M: And of course Castle wants to buy one, despite almost wetting his pants when he fired it and it worked.
E: Excusably so, I’d think – but I adored the entire scene where they visit the creepy phaser inventor in his cool lair who wears a “Han Shot First” t-shirt (love!) and is played by the same actor (the wonderfully named Armin Shimerman) who played odious bartender Quark the Ferengi on Deep Space 9. Excellent.
M: I love Shimerman, and could tell the second I heard his voice it was him, which was great. But the tee-shirt? and the line: “Thorian blasters don’t kill. People do.”? Sci fi geek heaven.
C: In the meantime, the actors who played Captain Max and Lt. Chloe soon become suspects, as Ryan and Esposito interview witnesses and disagree about science fiction. Surprisingly to me, Espo is a fan, though he prefers Blade Runner and that sort of thing – dark sci fi with scantily clad robot chicks. He accuses Ryan of liking “that boring-ass intellectual kind of sci fi, like Gattaca or 2001.” Heh. But no, Ryan’s a sword-and-sorcery man! Lord of the Rings all the way.
M: Surprisingly, that was the second Gattaca reference I’ve seen in the last week and a half, as a recent episode of The League made one, too. Neither was properly respectful of what I think is a highly under-rated movie. However, I love seeing the Wonder Twins as sci fi/fantasy fans, and Blade Runner and LOTR are certainly worthy of the props they received.
E: The best thing about that conversation was the assumption that everyone loves some sort of sci fi/fantasy. I’m always shocked to find out when that isn’t true.
C: Also, while I don’t buy for a minute that the NYPD would let a cosplayer get away with speaking only in a fictional language, it did lead to an awesome interchange when the next witness arrives at the head of the line. “Let me begin by asking whether you speak English or not,” says Ryan. The girl replies:“Obvi.” His expression is priceless as he weighs this response and finally seems to conclude, close enough.
E: That was just beautiful. By the way, Ryan’s clothes are getting snazzier and snazzier; I thought that was particularly obvious here.
C: Yeah, he had on a really retro fancy blue suit at one point.
M: Ok, two things. First, the facial reaction to “Obvi” was classic. Second, and I can’t believe I’ve even noticed this, Ryan’s clothes have always been snazzy. He wears a lot of vests with his suits, and is always looking dapper. Not sure where you two have been.
E: I swear this is a newer, Jenny-related development – but either way, keep working those vests, Ryan!
C: Meanwhile, Castle begs Beckett to dress up in her old Lt. Chloe costume. “In your dreams,” she replies. His answer’s genius: “Look at my life. My dreams come true.”
E: In a night full of genius lines, that might have been my favorite.
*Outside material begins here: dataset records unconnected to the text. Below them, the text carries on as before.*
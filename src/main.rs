//! `guardian` binary: CLI entry point, process wiring for components
//! A–J (spec.md §2, SPEC_FULL.md §4(new)K), graceful shutdown on
//! SIGINT/SIGTERM, reload on SIGHUP.

use std::path::PathBuf;
use std::sync::Arc;

use clap::{Parser, Subcommand};
use guardian::config::GuardianConfig;
use guardian::decisions::{FileConfigLoader, FileDecisionLoader, FileProjectLister};
use guardian::proxy::{self, ProxyDeps};
use guardian::admin;
use guardian::reload::SignalReloader;
use guardian_core::store::TokenStore;
use guardian_core::{ApprovalQueue, DomainApprover, PolicyEngine, TokenRegistry};
use tokio::net::TcpListener;
use tokio_util::sync::CancellationToken;
use tracing::{info, warn};

#[derive(Parser, Debug)]
#[command(name = "guardian", about = "Host-side network-access broker for sandboxes")]
struct Args {
	/// Path to the YAML config file; built-in defaults are used if absent.
	#[arg(short, long, value_name = "file", global = true)]
	config: Option<PathBuf>,

	#[command(subcommand)]
	command: Commands,
}

#[derive(Subcommand, Debug)]
enum Commands {
	/// Start the CONNECT proxy, admin API, and signal reloader.
	Run,
	/// Manage sandbox tokens via the loopback admin API.
	Token {
		#[command(subcommand)]
		action: TokenAction,
	},
}

#[derive(Subcommand, Debug)]
enum TokenAction {
	/// Mint a token for a sandbox and print it.
	Register {
		#[arg(long)]
		cloister: String,
		#[arg(long)]
		project: String,
		#[arg(long, default_value = "")]
		workspace: String,
	},
	/// Revoke a sandbox's token by cloister name.
	Revoke {
		#[arg(long)]
		cloister: String,
	},
	/// List registered sandboxes.
	List,
}

fn main() -> anyhow::Result<()> {
	tracing_subscriber::fmt()
		.with_env_filter(tracing_subscriber::EnvFilter::from_default_env())
		.with_ansi(false)
		.with_writer(std::io::stderr)
		.init();

	let args = Args::parse();
	let cfg = GuardianConfig::load(args.config.as_deref())?;

	tokio::runtime::Builder::new_multi_thread()
		.enable_all()
		.build()?
		.block_on(async move {
			match args.command {
				Commands::Run => run(cfg).await,
				Commands::Token { action } => token_cli(cfg, action).await,
			}
		})
}

/// Builds components B–J and serves until SIGINT/SIGTERM (spec.md §6
/// "Signals"), then drains in-flight connections within
/// `shutdown_timeout` before returning.
async fn run(cfg: GuardianConfig) -> anyhow::Result<()> {
	info!(instance_id = %cfg.instance_id, "starting guardian");

	let config_loader = Arc::new(FileConfigLoader::new(cfg.config_dir(), cfg.project_config_dir()));
	let decision_loader = Arc::new(FileDecisionLoader::new(
		cfg.decisions_dir(),
		cfg.project_decisions_dir(),
	));
	let project_lister = Arc::new(FileProjectLister::new(
		cfg.project_config_dir(),
		cfg.project_decisions_dir(),
	));
	let engine = Arc::new(
		PolicyEngine::new(
			config_loader,
			decision_loader,
			project_lister,
			cfg.wildcard_min_labels,
		)
		.await?,
	);

	let store = Arc::new(TokenStore::new(cfg.tokens_dir()));
	let registry = Arc::new(TokenRegistry::new());
	for (cloister, file) in store.list_cloisters().await? {
		registry
			.restore(file.token, cloister, file.project, file.workspace)
			.await;
	}
	info!(tokens = registry.len().await, "rehydrated token registry");

	let approvals = ApprovalQueue::with_timeout(cfg.approval_timeout);
	// Installed once here, before any connection is handled, so every
	// `/approvals/stream` caller subscribes to the same live sender
	// instead of racing to install their own.
	let _ = approvals.set_event_hub(64);
	let approver = Arc::new(DomainApprover::new(engine.clone(), approvals.clone()));

	let shutdown = CancellationToken::new();

	let proxy_listener = TcpListener::bind(&cfg.listen_addr).await?;
	info!(addr = %cfg.listen_addr, "CONNECT proxy listening");
	let proxy_deps = Arc::new(ProxyDeps {
		engine: engine.clone(),
		tokens: registry.clone(),
		approver,
		realm: cfg.realm.clone(),
		dial_timeout: cfg.dial_timeout,
		idle_timeout: cfg.idle_timeout,
		header_timeout: cfg.header_timeout,
	});
	let proxy_task = tokio::spawn(proxy::serve(
		proxy_listener,
		proxy_deps,
		shutdown.clone(),
		cfg.shutdown_timeout,
	));

	let admin_state = Arc::new(admin::AdminState {
		engine: engine.clone(),
		registry: registry.clone(),
		store,
		approvals,
	});
	let admin_listener = TcpListener::bind(&cfg.admin_listen_addr).await?;
	info!(addr = %cfg.admin_listen_addr, "admin API listening");
	let admin_shutdown = shutdown.clone();
	let admin_task = tokio::spawn(async move {
		axum::serve(admin_listener, admin::router(admin_state))
			.with_graceful_shutdown(async move { admin_shutdown.cancelled().await })
			.await
	});

	let reloader = SignalReloader::new(engine, None);
	let reload_task = tokio::spawn(reloader.run(shutdown.clone()));

	wait_for_shutdown_signal().await;
	info!("shutdown signal received, draining");
	shutdown.cancel();

	let _ = proxy_task.await;
	let _ = admin_task.await;
	let _ = reload_task.await;
	Ok(())
}

/// Waits for either SIGINT or SIGTERM (spec.md §6 "Signals").
async fn wait_for_shutdown_signal() {
	let ctrl_c = async {
		let _ = tokio::signal::ctrl_c().await;
	};
	#[cfg(unix)]
	let terminate = async {
		match tokio::signal::unix::signal(tokio::signal::unix::SignalKind::terminate()) {
			Ok(mut sig) => {
				sig.recv().await;
			},
			Err(e) => warn!("failed to install SIGTERM handler: {e}"),
		}
	};
	#[cfg(not(unix))]
	let terminate = std::future::pending::<()>();

	tokio::select! {
		_ = ctrl_c => {},
		_ = terminate => {},
	}
}

/// Thin HTTP client over the loopback admin API (SPEC_FULL.md §4(new)K):
/// the out-of-scope host CLI would talk to the same endpoints this binary
/// exposes under `guardian::admin`, so `token` subcommands reuse them
/// rather than touching the token store directly.
async fn token_cli(cfg: GuardianConfig, action: TokenAction) -> anyhow::Result<()> {
	let client = reqwest::Client::new();
	let base = format!("http://{}", cfg.admin_listen_addr);

	match action {
		TokenAction::Register {
			cloister,
			project,
			workspace,
		} => {
			let resp: serde_json::Value = client
				.post(format!("{base}/tokens"))
				.json(&serde_json::json!({ "cloister": cloister, "project": project, "workspace": workspace }))
				.send()
				.await?
				.error_for_status()?
				.json()
				.await?;
			println!("{}", resp["token"].as_str().unwrap_or_default());
		},
		TokenAction::Revoke { cloister } => {
			client
				.delete(format!("{base}/tokens/{cloister}"))
				.send()
				.await?
				.error_for_status()?;
			println!("revoked {cloister}");
		},
		TokenAction::List => {
			let resp: serde_json::Value = client
				.get(format!("{base}/tokens"))
				.send()
				.await?
				.error_for_status()?
				.json()
				.await?;
			println!("{}", serde_json::to_string_pretty(&resp)?);
		},
	}
	Ok(())
}
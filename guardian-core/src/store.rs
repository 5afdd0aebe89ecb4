//! On-disk half of component D: one token file per cloister, under a
//! single 0700 directory (spec.md §4.D, §7).

use std::collections::HashMap;
use std::os::unix::fs::PermissionsExt;
use std::path::{Path, PathBuf};

use serde::{Deserialize, Serialize};
use tracing::{instrument, warn};

use crate::Strng;
use crate::error::TokenError;

/// The JSON shape written for each cloister. Older installs may instead
/// have a file whose entire contents is the raw 64-char token; `Load`
/// tolerates both.
#[derive(Debug, Clone, Serialize, Deserialize)]
pub struct TokenFile {
	pub token: String,
	pub project: String,
	#[serde(default)]
	pub workspace: String,
}

/// Reads and writes the `tokens/<cloister>` files underneath `dir`.
/// `dir` is created with mode 0700 on first write if it doesn't exist.
pub struct TokenStore {
	dir: PathBuf,
}

impl TokenStore {
	pub fn new(dir: impl Into<PathBuf>) -> Self {
		Self { dir: dir.into() }
	}

	fn path_for(&self, cloister: &str) -> PathBuf {
		self.dir.join(cloister)
	}

	async fn ensure_dir(&self) -> Result<(), TokenError> {
		tokio::fs::create_dir_all(&self.dir)
			.await
			.map_err(|e| TokenError::Persist {
				cloister: self.dir.display().to_string(),
				source: e.into(),
			})?;
		tokio::fs::set_permissions(&self.dir, std::fs::Permissions::from_mode(0o700))
			.await
			.map_err(|e| TokenError::Persist {
				cloister: self.dir.display().to_string(),
				source: e.into(),
			})
	}

	/// Atomically writes `{token, project, workspace}` as JSON (mode
	/// 0600) for `cloister`: write to a sibling temp file, fsync-free
	/// rename into place so a reader never observes a partial file.
	#[instrument(level = "debug", skip(self))]
	pub async fn save_full(&self, cloister: &str, file: &TokenFile) -> Result<(), TokenError> {
		self.ensure_dir().await?;
		let dest = self.path_for(cloister);
		let tmp = self.dir.join(format!(".{cloister}.tmp"));

		let body = serde_json::to_vec_pretty(file).map_err(|e| TokenError::Persist {
			cloister: cloister.to_string(),
			source: e.into(),
		})?;

		tokio::fs::write(&tmp, &body)
			.await
			.map_err(|e| TokenError::Persist {
				cloister: cloister.to_string(),
				source: e.into(),
			})?;
		tokio::fs::set_permissions(&tmp, std::fs::Permissions::from_mode(0o600))
			.await
			.map_err(|e| TokenError::Persist {
				cloister: cloister.to_string(),
				source: e.into(),
			})?;
		tokio::fs::rename(&tmp, &dest)
			.await
			.map_err(|e| TokenError::Persist {
				cloister: cloister.to_string(),
				source: e.into(),
			})
	}

	/// Idempotent: removing an already-absent file is not an error.
	pub async fn remove(&self, cloister: &str) -> Result<(), TokenError> {
		match tokio::fs::remove_file(self.path_for(cloister)).await {
			Ok(()) => Ok(()),
			Err(e) if e.kind() == std::io::ErrorKind::NotFound => Ok(()),
			Err(e) => Err(TokenError::Persist {
				cloister: cloister.to_string(),
				source: e.into(),
			}),
		}
	}

	/// Reads every file in the directory into a token → TokenFile map.
	/// An entry that's neither valid JSON nor a bare hex token is logged
	/// and skipped rather than failing the whole load.
	#[instrument(level = "debug", skip(self))]
	pub async fn load(&self) -> Result<HashMap<Strng, TokenFile>, TokenError> {
		let mut out = HashMap::new();
		let mut entries = match tokio::fs::read_dir(&self.dir).await {
			Ok(entries) => entries,
			Err(e) if e.kind() == std::io::ErrorKind::NotFound => return Ok(out),
			Err(e) => return Err(TokenError::Load(e.into())),
		};

		while let Some(entry) = entries.next_entry().await.map_err(|e| TokenError::Load(e.into()))? {
			let path = entry.path();
			let Some(cloister) = file_name_str(&path) else {
				continue;
			};
			if cloister.starts_with('.') {
				continue;
			}
			match load_one(&path).await {
				Ok(file) => {
					out.insert(Strng::from(file.token.as_str()), file);
				},
				Err(e) => warn!("skipping unreadable token file {path:?}: {e}"),
			}
		}

		Ok(out)
	}

	/// Reads a single cloister's file directly, for admin-API lookups
	/// that already know the cloister name (e.g. revoke-by-cloister).
	/// Returns `Ok(None)` if no such file exists.
	pub async fn load_one(&self, cloister: &str) -> Result<Option<TokenFile>, TokenError> {
		let path = self.path_for(cloister);
		match load_one(&path).await {
			Ok(file) => Ok(Some(file)),
			Err(e) => match tokio::fs::try_exists(&path).await {
				Ok(true) => Err(TokenError::Load(e)),
				_ => Ok(None),
			},
		}
	}

	/// Like [`TokenStore::load`] but keyed by cloister name instead of
	/// token, for listings that need to display which sandbox a token
	/// belongs to.
	pub async fn list_cloisters(&self) -> Result<Vec<(String, TokenFile)>, TokenError> {
		let mut out = Vec::new();
		let mut entries = match tokio::fs::read_dir(&self.dir).await {
			Ok(entries) => entries,
			Err(e) if e.kind() == std::io::ErrorKind::NotFound => return Ok(out),
			Err(e) => return Err(TokenError::Load(e.into())),
		};

		while let Some(entry) = entries.next_entry().await.map_err(|e| TokenError::Load(e.into()))? {
			let path = entry.path();
			let Some(cloister) = file_name_str(&path) else {
				continue;
			};
			if cloister.starts_with('.') {
				continue;
			}
			match load_one(&path).await {
				Ok(file) => out.push((cloister.to_string(), file)),
				Err(e) => warn!("skipping unreadable token file {path:?}: {e}"),
			}
		}

		Ok(out)
	}
}

fn file_name_str(path: &Path) -> Option<&str> {
	path.file_name().and_then(|n| n.to_str())
}

async fn load_one(path: &Path) -> anyhow::Result<TokenFile> {
	let contents = tokio::fs::read_to_string(path).await?;
	let trimmed = contents.trim();
	if let Ok(file) = serde_json::from_str::<TokenFile>(trimmed) {
		return Ok(file);
	}
	// Legacy format: the file's entire contents is the raw token; the
	// cloister name is the project and workspace both, since the old
	// format carried no further metadata.
	if !trimmed.is_empty() && trimmed.bytes().all(|b| b.is_ascii_hexdigit()) {
		let cloister = file_name_str(path).unwrap_or_default().to_string();
		return Ok(TokenFile {
			token: trimmed.to_string(),
			project: cloister.clone(),
			workspace: cloister,
		});
	}
	anyhow::bail!("neither JSON nor a legacy raw token")
}
//! Process-level wiring for the Guardian CONNECT-proxy broker: config
//! and decision-file I/O, the proxy listener, signal-triggered reload,
//! audit logging, and the loopback admin API. The policy/token/approval
//! domain model itself lives in `guardian_core`.

pub mod admin;
pub mod audit;
pub mod config;
pub mod decisions;
pub mod error;
pub mod proxy;
pub mod reload;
M: That was most excellent.
C: Unfortunately for Castle, his nightmares sometimes come true too… as happens when he finds himself face-to-face with Alexis and some girlfriends, all in matching slutty alien bikiniwear. Holy cow, I had no idea Alexis was that busty. Nor did Castle, who’s trying desperately to cover her with his coat when she scuttles away. “How am I gonna unsee that?” he wails.
E: How sorry do you feel for Castle? His little girl is, um, not so little any more.
M: Ugh, that was most heinous. Talk about a dad’s nightmare… your little girl has gone off to college (admittedly in the same city you live in, but still), and you run into her in public and she’s almost completely naked? *shiver* So not comfortable. Their awkward conversation in his apartment afterward, though? Very funny. Like them, let’s move on.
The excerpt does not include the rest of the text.